= A Feast in the Time of Plague (Woolf opera) =

A Feast in the Time of Plague is a 2020 opera by Alex Woolf to a libretto by David Pountney, loosely based on the "little tragedy" of the same name by Alexander Pushkin.

==Background==
The opera was commissioned by Grange Park Opera during the COVID-19 pandemic. Pountney described how he came to write the libretto whilst in lockdown in WalesI responded to Pushkin’s little fragment by creating 12 – because of the Last Supper – very varied characters who arrive voluntarily and most of whom depart involuntarily – i.e. they die. In between they capture the defiance and solidarity that we have all experienced during these strange times. The virus exposes truths about all of us in surprising ways. A Feast in the Time of Plague captures this – as well as the essential lesson that we must carry on laughing.

The 25-year old Woolf wrote the music in six weeks.

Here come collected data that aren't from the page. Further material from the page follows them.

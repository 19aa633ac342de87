//! Decoding of inbound envelopes into typed commands.

use std::fmt;

use crate::message::{
    AivNotify, Envelope, InitRequest, MbdNotify, MessageType, SubscribeAck, SubscribeRequest, TaRequest, TchNotify,
    TeardownRequest, UnsubscribeAck, UnsubscribeRequest, V2xCpm, V2xNtm,
};

/// Every message the engine accepts, decoded.
#[derive(Debug, Clone, PartialEq)]
pub enum Inbound {
    Init(InitRequest),
    Teardown(TeardownRequest),
    Ta(TaRequest),
    Subscribe(SubscribeRequest),
    Unsubscribe(UnsubscribeRequest),
    TmtDiscover,
    AivSubscribeResponse(SubscribeAck),
    AivUnsubscribeResponse(UnsubscribeAck),
    AivNotify(AivNotify),
    MbdSubscribeResponse(SubscribeAck),
    MbdUnsubscribeResponse(UnsubscribeAck),
    MbdNotify(MbdNotify),
    TchNotify(TchNotify),
    V2xCpm(V2xCpm),
    V2xNtm(V2xNtm),
}

/// Why an envelope was refused.
#[derive(Debug, Clone, PartialEq, Eq)]
pub struct Diagnostics {
    pub message_type: MessageType,
    pub problems: Vec<String>,
}

impl fmt::Display for Diagnostics {
    fn fmt(&self, f: &mut fmt::Formatter<'_>) -> fmt::Result {
        write!(f, "invalid {}: {}", self.message_type, self.problems.join("; "))
    }
}

impl std::error::Error for Diagnostics {}

/// Checks an envelope against the schema of its message type.
pub trait SchemaValidator: Send + Sync + fmt::Debug {
    /// # Errors
    /// Returns [`Diagnostics`] listing every problem found.
    fn validate(&self, envelope: &Envelope) -> Result<Inbound, Diagnostics>;
}

/// Validates by decoding into the typed payloads.
#[derive(Debug, Clone, Copy, Default)]
pub struct SerdeValidator;

impl SerdeValidator {
    fn decode(envelope: &Envelope) -> Result<Inbound, String> {
        let decoded = match envelope.message_type {
            MessageType::TasInitRequest => Inbound::Init(envelope.decode().map_err(|e| e.to_string())?),
            MessageType::TasTeardownRequest => Inbound::Teardown(envelope.decode().map_err(|e| e.to_string())?),
            MessageType::TasTaRequest => Inbound::Ta(envelope.decode().map_err(|e| e.to_string())?),
            MessageType::TasSubscribeRequest => Inbound::Subscribe(envelope.decode().map_err(|e| e.to_string())?),
            MessageType::TasUnsubscribeRequest => {
                Inbound::Unsubscribe(envelope.decode().map_err(|e| e.to_string())?)
            }
            MessageType::TasTmtDiscover => Inbound::TmtDiscover,
            MessageType::AivSubscribeResponse => {
                Inbound::AivSubscribeResponse(envelope.decode().map_err(|e| e.to_string())?)
            }
            MessageType::AivUnsubscribeResponse => {
                Inbound::AivUnsubscribeResponse(envelope.decode().map_err(|e| e.to_string())?)
            }
            MessageType::AivNotify => Inbound::AivNotify(envelope.decode().map_err(|e| e.to_string())?),
            MessageType::MbdSubscribeResponse => {
                Inbound::MbdSubscribeResponse(envelope.decode().map_err(|e| e.to_string())?)
            }
            MessageType::MbdUnsubscribeResponse => {
                Inbound::MbdUnsubscribeResponse(envelope.decode().map_err(|e| e.to_string())?)
            }
            MessageType::MbdNotify => Inbound::MbdNotify(envelope.decode().map_err(|e| e.to_string())?),
            MessageType::TchNotify => Inbound::TchNotify(envelope.decode().map_err(|e| e.to_string())?),
            MessageType::V2xCpm => Inbound::V2xCpm(envelope.decode().map_err(|e| e.to_string())?),
            MessageType::V2xNtm => Inbound::V2xNtm(envelope.decode().map_err(|e| e.to_string())?),
            MessageType::TasInitResponse
            | MessageType::TasTeardownResponse
            | MessageType::TasTaResponse
            | MessageType::TasSubscribeResponse
            | MessageType::TasUnsubscribeResponse
            | MessageType::TasNotify
            | MessageType::TasTmtOffer
            | MessageType::AivSubscribeRequest
            | MessageType::AivUnsubscribeRequest
            | MessageType::MbdSubscribeRequest
            | MessageType::MbdUnsubscribeRequest => {
                return Err("message type is only ever sent by this engine".to_owned());
            }
        };
        Ok(decoded)
    }
}

impl SchemaValidator for SerdeValidator {
    fn validate(&self, envelope: &Envelope) -> Result<Inbound, Diagnostics> {
        let mut problems = Vec::new();
        if envelope.sender.trim().is_empty() {
            problems.push("sender is empty".to_owned());
        }
        if envelope.message_type.expects_response() && envelope.response_topic.as_deref().is_none_or(str::is_empty) {
            problems.push("responseTopic is required".to_owned());
        }
        let decoded = Self::decode(envelope).map_err(|problem| problems.push(problem)).ok();
        if let Some(Inbound::Init(request)) = &decoded {
            if request.trust_model_template.trim().is_empty() {
                problems.push("trustModelTemplate is empty".to_owned());
            }
        }
        match decoded {
            Some(inbound) if problems.is_empty() => Ok(inbound),
            _ => Err(Diagnostics { message_type: envelope.message_type, problems }),
        }
    }
}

The premiere performance took place at Grange Park Opera on 12 September 2020, accompanied by the composer playing piano in the wings.

==Roles==

| Role | Voice type | Premiere cast Grange Park Opera, 12 September 2020 (Conductor: Toby Purser) |
|---|---|---|
| Elena | soprano | Claire Booth |
| Frederic, her butler | tenor | Peter Hoare |
| Joyce, the cook | contralto | Anne-Marie Owens |
| Lidochka, Elena's daughter | soprano | Soraya Mafi |
| Claire, a clairvoyant | soprano | Susan Bullock |
| Antoine, a playboy | baritone | Simon Keenlyside |
| McGuire, grandmother | soprano | Janis Kelly |
| Pius, an informer | tenor | Jeff Lloyd Roberts |
| Karl, a radical bohemian | baritone | Will Dazeley |
| Death/Policeman/Judas | bass | Clive Bayley |
| Adina, newly wed to Pat | soprano | Sarah Minns |
| Pat, newly wed to Adina | baritone | Harry Thatcher |

==Synopsis==
The opera is in two sections, Arrivals and Departures. "Twelve archetypes – from cook to policeman to dewy newlyweds – gather for a last supper, each offering their own thoughts on risk, life and death."

==Reception==
The critic of The Guardian commented that it could benefit from longer-term reconsideration and rewriting, but in the meantime "enjoy it as it is: a coup, achieved in an instant with flair, hard work and brilliant team spirit." Rupert Christiansen, writing in the Daily Telegraph, gave the opera four stars (out of five), describing it as "intriguing [and] fabulously performed." The reviewer for The Stage noted that "[e]veryone gets his or her turn, and if some of the individual numbers go on too long – the parody pastiches would make greater impact if shorter – there’s certainly a huge amount of talent on stage."